Publication year - 1985
Publication title -
drug development research
Language(s) - English
Resource type - Journals
SCImago Journal Rank - 0.582
H-Index - 60
eISSN - 1098-2299
pISSN - 0272-4391
DOI - 10.1002/ddr.430060410
Subject(s) - inverse agonist , antagonist , flunitrazepam , neurochemical , benzodiazepine , chemistry , gabaa receptor , pharmacology , flumazenil , diazepam , agonist , receptor , competitive antagonist , endocrinology , medicine , biochemistry , biology
1‐(3‐Chlorophenyl)‐3‐diethylcarbamoyl‐1 H‐1,2,4‐triazole (CP‐32,961) inhibited [ 3 H]diazepam binding to rat cortical membrances and [ 3 H]flunitrazepam binding to mouse brain in vivo. Its inhibition of the binding of [ 3 H]Ro 15‐1788 (benzodiazepine receptor antagonist) to these membranes was not facilitated by added GABA; CP‐32,961 exhibited a GABA ratio of 0.84 compared to 2.44 for diazepam.
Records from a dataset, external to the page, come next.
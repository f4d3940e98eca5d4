// src/engine/mod.rs

//! Orchestration engine for watchrun.
//!
//! This module ties together:
//! - the run slot (`Idle` / `Running`), which enforces at most one command
//!   in flight
//! - the trigger queue (what happens to triggers that arrive while the
//!   command is running)
//! - the main runtime event loop that reacts to:
//!   - file-watch triggers
//!   - run completion events
//!   - shutdown signals
//!
//! The pure core state machine lives in [`core`]; the async/IO shell is
//! implemented in [`runtime`].

use crate::exec::RunResult;

/// Why a run was requested.
#[derive(Debug, Clone, Copy, PartialEq, Eq)]
pub enum TriggerReason {
    /// A watched file was created, modified or removed.
    FileWatch,
    /// Requested directly (`--once`).
    Manual,
}

/// Runtime options used by both the core and the async shell.
#[derive(Debug, Clone, Copy, Default)]
pub struct RuntimeOptions {
    /// If true, exit the runtime once the command is idle and nothing is
    /// queued (used for `--once`).
    pub exit_when_idle: bool,
}

/// Events flowing into the runtime from the watcher, executor and signal
/// handler.
#[derive(Debug, Clone)]
pub enum RuntimeEvent {
    /// A run should be started (subject to the busy policy).
    Triggered {
        reason: TriggerReason,
        /// Root-relative path that caused the trigger, if any.
        path: Option<String>,
    },
    /// The command finished, failed, or could not be spawned.
    RunFinished(RunResult),
    /// Graceful shutdown requested (e.g. Ctrl-C).
    ShutdownRequested,
}

impl RuntimeEvent {
    /// Convenience constructor for a file-watch trigger.
    pub fn file_changed(path: impl Into<String>) -> Self {
        RuntimeEvent::Triggered {
            reason: TriggerReason::FileWatch,
            path: Some(path.into()),
        }
    }
}

pub mod core;
pub mod event_handlers;
pub mod queue;
pub mod runtime;

pub use core::{CoreRuntime, RunState};
pub use event_handlers::{CoreCommand, CoreStep};
pub use queue::{PendingTrigger, TriggerQueue};
pub use crate::types::TriggerWhileRunningBehaviour;
pub use runtime::Runtime;
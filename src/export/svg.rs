use base64::{engine::general_purpose, Engine as _};

/// Wrap PNG bytes in an SVG document of the same intrinsic size
pub fn render_svg(png_bytes: &[u8], width: u32, height: u32) -> String {
    let payload = general_purpose::STANDARD.encode(png_bytes);
    format!(
        "<svg xmlns=\"http://www.w3.org/2000/svg\" width=\"{w}\" height=\"{h}\">\n  \
         <image href=\"data:image/png;base64,{payload}\" width=\"{w}\" height=\"{h}\" />\n\
         </svg>\n",
        w = width,
        h = height,
        payload = payload
    )
}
Cerebellar cyclic GMP content in rats was raised by CP‐32,961, which also further elevated the increased cyclic GMP levels induced by isoniazid. These neurochemical actions are similar to those shown by ethyl β‐carboline‐3‐carboxylate (β‐CCE) and suggest that CP‐32,961 is a benzodiazepine receptor antagonist with inverse agonist activity.